White's skink (Liopholis whitii), also known commonly as White's rock skink, is a species of lizard in the skink family. It was first described in 1804 by French naturalist Bernard Germain de Lacépède. It is endemic to Australia.

==Systematics==
===Taxonomy===
L. whitii is highly variable and may be a complex of closely related species The specific name, whitii, honours Irish surgeon and naturalist John White.

===Subspecies===
Two subspecies are recognized as being valid, including the nominotypical subspecies.
- Liopholis whitii moniligera (A.M.C. Duméril & Bibron, 1839)
- Liopholis whitii whitii (Lacèpėde, 1804)

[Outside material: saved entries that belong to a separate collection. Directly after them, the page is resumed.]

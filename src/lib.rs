//! Analytic models of space-borne gravitational-wave detectors.
//!
//! The instrument noise PSD and the spacecraft orbits are closed-form, stateless
//! evaluations driven by an immutable [`config::DetectorConfig`]. Keeping them in a
//! library crate lets the CLI binaries, plotting tools and simulation drivers share
//! them.

pub mod detector;
pub mod scenario;

pub use detector::{Detector, DetectorError};
pub use gws_config as config;
pub use gws_core::{constants, units, vector};
pub use gws_export as export;
pub use gws_noise as noise;
pub use gws_orbits as orbits;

==Distribution and habitat==
L. whitii is widespread in south-eastern Australia, including Tasmania and many Bass Strait islands. Natural habitats of the species include forest, shrubland, and rocky areas, at altitudes from sea level to 1,200 m. The preferred habitat has rocks and shrubby heathland with minimal environmental disturbance.

==Description==
White's skink is a stocky, slow-growing, medium-sized species, reaching a maximum snout-to-vent length (SVL) of about 90 mm. Both sexes are mature at ~75 mm (SVL), a size typically achieved at three years, but which may be earlier in captivity.

The skinks are variable in colour and pattern. Some populations lack back patterns or lip stripes. Base colours of the central stripe range from grey to brown and red. The sides of their body are patterned with black and white rosettes on a grey to brown background. The underbelly is a pale peachy-orange, increasing in colour intensity towards the tail and on the undersides of the limbs.

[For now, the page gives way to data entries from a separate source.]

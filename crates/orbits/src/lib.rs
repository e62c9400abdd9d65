//! Spacecraft positions of triangular detector constellations.
//!
//! Each model is a pure function of time (seconds since the model epoch) and its
//! orbit constants. Positions are in metres in an ecliptic frame centred on the Sun.

use gws_config::OrbitConfig;
use gws_core::constants::C_SI;
use gws_core::vector::{self, Vector3};
use serde::Serialize;

pub mod geocentric;
pub mod heliocentric;

/// Positions of spacecraft 0, 1 and 2.
pub type SpacecraftPositions = [Vector3; 3];

/// Positions at one instant.
#[derive(Debug, Clone, Copy, PartialEq, Serialize)]
pub struct OrbitSample {
    pub time_s: f64,
    pub positions: SpacecraftPositions,
}

/// Evaluate whichever orbit model `orbit` describes.
pub fn spacecraft_positions(orbit: &OrbitConfig, time_s: f64) -> SpacecraftPositions {
    match orbit {
        OrbitConfig::Heliocentric(cfg) => heliocentric::positions(cfg, time_s),
        OrbitConfig::Geocentric(cfg) => geocentric::positions(cfg, time_s),
    }
}

/// Evaluate the orbit at `count` instants starting at `start_s` spaced by `step_s`.
pub fn sample_positions(
    orbit: &OrbitConfig,
    start_s: f64,
    step_s: f64,
    count: usize,
) -> Vec<OrbitSample> {
    (0..count)
        .map(|i| {
            let time_s = start_s + step_s * i as f64;
            OrbitSample {
                time_s,
                positions: spacecraft_positions(orbit, time_s),
            }
        })
        .collect()
}

/// Arm lengths, arm `i` joining spacecraft `i` and `(i + 1) % 3`.
pub fn arm_lengths(positions: &SpacecraftPositions) -> [f64; 3] {
    std::array::from_fn(|i| vector::distance(&positions[i], &positions[(i + 1) % 3]))
}

/// Unit vectors along each arm, pointing from spacecraft `i` to `(i + 1) % 3`.
pub fn link_unit_vectors(positions: &SpacecraftPositions) -> [Vector3; 3] {
    std::array::from_fn(|i| {
        vector::normalize(&vector::sub(&positions[(i + 1) % 3], &positions[i]))
    })
}

/// One-way light travel time along each arm (s).
pub fn light_travel_times(positions: &SpacecraftPositions) -> [f64; 3] {
    arm_lengths(positions).map(|l| l / C_SI)
}

/// Centroid of the three spacecraft.
pub fn centroid(positions: &SpacecraftPositions) -> Vector3 {
    let sum = vector::add(&vector::add(&positions[0], &positions[1]), &positions[2]);
    vector::scale(&sum, 1.0 / 3.0)
}

#[cfg(test)]
mod tests {
    use super::*;
    use approx::assert_relative_eq;
    use gws_config::presets;

    const TRIANGLE: SpacecraftPositions = [[0.0, 0.0, 0.0], [2.0, 0.0, 0.0], [1.0, 1.0, 0.0]];

    #[test]
    fn geometry_helpers_on_simple_triangle() {
        let arms = arm_lengths(&TRIANGLE);
        assert_eq!(arms[0], 2.0);
        assert_relative_eq!(arms[1], 2f64.sqrt());
        assert_relative_eq!(arms[2], 2f64.sqrt());

        let units = link_unit_vectors(&TRIANGLE);
        assert_eq!(units[0], [1.0, 0.0, 0.0]);
        for u in units {
            assert_relative_eq!(vector::norm(&u), 1.0);
        }

        let c = centroid(&TRIANGLE);
        assert_relative_eq!(c[0], 1.0);
        assert_relative_eq!(c[1], 1.0 / 3.0);

        let ltt = light_travel_times(&TRIANGLE);
        assert_relative_eq!(ltt[0], 2.0 / C_SI);
    }

    #[test]
    fn dispatch_matches_direct_models() {
        let lisa = presets::lisa();
        let tq = presets::tianqin();
        let t = 1.234_567e6;
        match (&lisa.orbit, &tq.orbit) {
            (OrbitConfig::Heliocentric(h), OrbitConfig::Geocentric(g)) => {
                assert_eq!(spacecraft_positions(&lisa.orbit, t), heliocentric::positions(h, t));
                assert_eq!(spacecraft_positions(&tq.orbit, t), geocentric::positions(g, t));
            }
            _ => panic!("unexpected preset orbit kinds"),
        }
    }

    #[test]
    fn samples_are_evenly_spaced() {
        let orbit = presets::lisa().orbit;
        let samples = sample_positions(&orbit, 100.0, 60.0, 5);
        assert_eq!(samples.len(), 5);
        assert_eq!(samples[4].time_s, 340.0);
        assert_eq!(samples[2].positions, spacecraft_positions(&orbit, 220.0));
    }
}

The back is patterned with three bars, the middle being solid brown, parallelled on either side by black bars with white spots in a sequence that terminates at the base of the head and tail. The head and tail are typically brown with no patterning and minimal scale outlining present. Most specimens have black stripes on both sides of their lips that run from their yellow-lined eyes to a random speckling on the bottom of the chin. Individuals have varying lip patterns, with some having none.

==Behaviour==
L. whitii is a burrowing polygynous (one male per group of females) species, often digging or reusing complex tunnels with multiple entrances to provide an escape route. The entrances are well concealed to avoid predators..

It is a highly aggressive species that will attack other individuals that they do not recognize or 'like' via scent. This includes outside females that the group could potentially include, making them very difficult to pair. Adults also will sometimes cannibalise rival juveniles they do not recognise, including tails.

In a natural population of White’s skink, it was shown that both females and males can discern the difference between unrelated and related individuals, and that both sexes tend to associate more frequently with members of the opposite sex who are related.

===Feeding===
Whites' skinks are omnivorous, capable of eating meat, insects and plant matter. They will also occasionally eat strawberries and raspberries.

===Breeding===
The skinks live in small, sometimes temporary, family groups, with up to five females per male. However, the females do sometimes mate with males outside the group. They are viviparous and give birth to live young. Females mate in September–October and give birth in late January–February over a period of two to ten days. Litter size ranges from 1–4.

Most research on breeding preference emphasises the avoidance of mating partners who are closely related, because inbreeding ordinarily decreases the quality of offspring. An investigation of a natural population of White’s skink, however, demonstrated that the optimal strategy may not always be avoidance of inbreeding, and that it may be beneficial under certain conditions.

The offspring are highly aggressive from birth and will fight amongst themselves to chase away their rival neonates from the group. Juveniles stay within the protection of their family until they reach about half the size of an adult. At this stage, the adult will chase the juvenile out of the group by attacking it on sight.